(Collected data entries)
=====

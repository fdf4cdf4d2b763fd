//! Vehicle-level predicates for service-need targeting and the ordering
//! priority used to rank matches.

use campaign_core::config::TargetingConfig;
use campaign_core::types::Vehicle;
use chrono::NaiveDate;
use serde::{Deserialize, Serialize};

#[derive(Debug, Clone, Copy, Serialize, Deserialize, PartialEq, Eq, Hash)]
#[serde(rename_all = "snake_case")]
pub enum VehiclePredicate {
    /// Last service older than the overdue window.
    ServiceOverdue,
    /// Next service due on or before today + due-soon window.
    ServiceDueSoon,
    /// Warranty ends between today and today + warranty window.
    WarrantyExpiring,
    HighMileage,
    AgedVehicle,
    NeverServiced,
}

impl VehiclePredicate {
    pub const ALL: [VehiclePredicate; 6] = [
        VehiclePredicate::ServiceOverdue,
        VehiclePredicate::ServiceDueSoon,
        VehiclePredicate::WarrantyExpiring,
        VehiclePredicate::HighMileage,
        VehiclePredicate::AgedVehicle,
        VehiclePredicate::NeverServiced,
    ];

    pub fn matches(&self, vehicle: &Vehicle, today: NaiveDate, cfg: &TargetingConfig) -> bool {
        match self {
            VehiclePredicate::ServiceOverdue => vehicle
                .days_since_service(today)
                .is_some_and(|days| days > cfg.service_overdue_days),
            VehiclePredicate::ServiceDueSoon => vehicle
                .days_until_service_due(today)
                .is_some_and(|days| days <= cfg.service_due_soon_days),
            VehiclePredicate::WarrantyExpiring => vehicle
                .days_until_warranty_expiry(today)
                .is_some_and(|days| (0..=cfg.warranty_window_days).contains(&days)),
            VehiclePredicate::HighMileage => vehicle
                .mileage
                .is_some_and(|km| km > cfg.high_mileage_km),
            VehiclePredicate::AgedVehicle => {
                vehicle.age_years(today) >= cfg.min_vehicle_age_years
            }
            VehiclePredicate::NeverServiced => vehicle.last_service_date.is_none(),
        }
    }
}

/// True when any predicate holds for the vehicle (logical OR).
pub fn is_service_candidate(vehicle: &Vehicle, today: NaiveDate, cfg: &TargetingConfig) -> bool {
    VehiclePredicate::ALL
        .iter()
        .any(|p| p.matches(vehicle, today, cfg))
}

/// Ordering rank for targeted customers; lower sorts first.
#[derive(Debug, Clone, Copy, Serialize, Deserialize, PartialEq, Eq, PartialOrd, Ord, Hash)]
#[serde(rename_all = "snake_case")]
pub enum ServicePriority {
    Overdue = 1,
    StaleService = 2,
    WarrantyEnding = 3,
    None = 4,
}

impl ServicePriority {
    /// Next-due date already passed ranks first, then a stale last service,
    /// then a warranty ending within the due-soon window.
    pub fn of(vehicle: &Vehicle, today: NaiveDate, cfg: &TargetingConfig) -> Self {
        if vehicle.next_service_due.is_some_and(|due| due <= today) {
            ServicePriority::Overdue
        } else if vehicle
            .days_since_service(today)
            .is_some_and(|days| days > cfg.service_overdue_days)
        {
            ServicePriority::StaleService
        } else if vehicle
            .days_until_warranty_expiry(today)
            .is_some_and(|days| days <= cfg.service_due_soon_days)
        {
            ServicePriority::WarrantyEnding
        } else {
            ServicePriority::None
        }
    }
}
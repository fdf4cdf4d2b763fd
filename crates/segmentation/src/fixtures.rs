use campaign_core::types::{Customer, Vehicle};
use chrono::{Days, NaiveDate, TimeZone, Utc};

pub fn today() -> NaiveDate {
    NaiveDate::from_ymd_opt(2024, 6, 15).unwrap()
}

pub fn days_ago(days: u64) -> NaiveDate {
    today().checked_sub_days(Days::new(days)).unwrap()
}

/// A vehicle registered on June 1st of `year`, with no warranty or due date.
pub fn vehicle_with(year: i32, serviced_days_ago: Option<u64>, mileage: Option<u32>) -> Vehicle {
    Vehicle {
        id: 1,
        customer_id: 1,
        make: "Maruti".into(),
        model: "Swift".into(),
        year,
        registration_date: NaiveDate::from_ymd_opt(year, 6, 1),
        last_service_date: serviced_days_ago.map(days_ago),
        last_service_type: None,
        next_service_due: None,
        mileage,
        warranty_start: None,
        warranty_end: None,
    }
}

pub fn customer(id: i64, location: Option<&str>, mut vehicles: Vec<Vehicle>) -> Customer {
    for (idx, v) in vehicles.iter_mut().enumerate() {
        v.customer_id = id;
        v.id = id * 10 + idx as i64;
    }
    Customer {
        id,
        name: format!("Customer {id}"),
        email: format!("customer{id}@example.com"),
        phone: None,
        preferred_location: location.map(str::to_string),
        created_at: Utc.with_ymd_and_hms(2023, 1, 1, 0, 0, 0).unwrap(),
        vehicles,
    }
}
fn angle_of(cohort: CohortKind) -> MessagingAngle {
    let profile = cohort.profile();
    MessagingAngle {
        name: cohort.as_str().to_string(),
        title: profile.title.to_string(),
        priority: profile.priority.as_str().to_string(),
        benefits: profile.benefits.iter().map(|b| b.to_string()).collect(),
        cta: profile.cta.to_string(),
    }
}

/// Timeouts and transport errors of a context lookup are lookup failures.
fn as_lookup(what: &str, err: CampaignError) -> CampaignError {
    match err {
        CampaignError::Lookup(_) => err,
        e if e.is_fatal() => e,
        e => CampaignError::Lookup(format!("{what}: {e}")),
    }
}

fn as_store(what: &str, err: CampaignError) -> CampaignError {
    match err {
        CampaignError::Store(_) => err,
        e if e.is_fatal() => e,
        e => CampaignError::Store(format!("{what}: {e}")),
    }
}

#[cfg(test)]
mod tests {
    use super::*;
    use campaign_core::types::ServiceNeed;

    #[test]
    fn test_lookup_classification_keeps_fatal() {
        let wrapped = as_lookup("weather", CampaignError::timeout("weather lookup", 10));
        assert!(matches!(wrapped, CampaignError::Lookup(_)));
        assert!(wrapped.to_string().contains("weather"));

        let fatal = as_store("group campaign", CampaignError::InvalidTransition("x".into()));
        assert!(fatal.is_fatal());
    }

    #[test]
    fn test_angle_carries_cohort_profile() {
        let angle = angle_of(CohortKind::ServiceDue);
        assert_eq!(angle.name, "service_due");
        assert_eq!(angle.benefits.len(), 4);
        assert!(!angle.cta.is_empty());
        assert!(
            CohortKind::angle_for(ServiceNeed::GeneralService, &[], &Default::default()).is_none()
        );
    }
}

=====

Go through the data above and find the lines with the word "contains". Copy each of those lines.

                .is_some_and(|days| (0..=cfg.warranty_window_days).contains(&days)),
        assert!(wrapped.to_string().contains("weather"));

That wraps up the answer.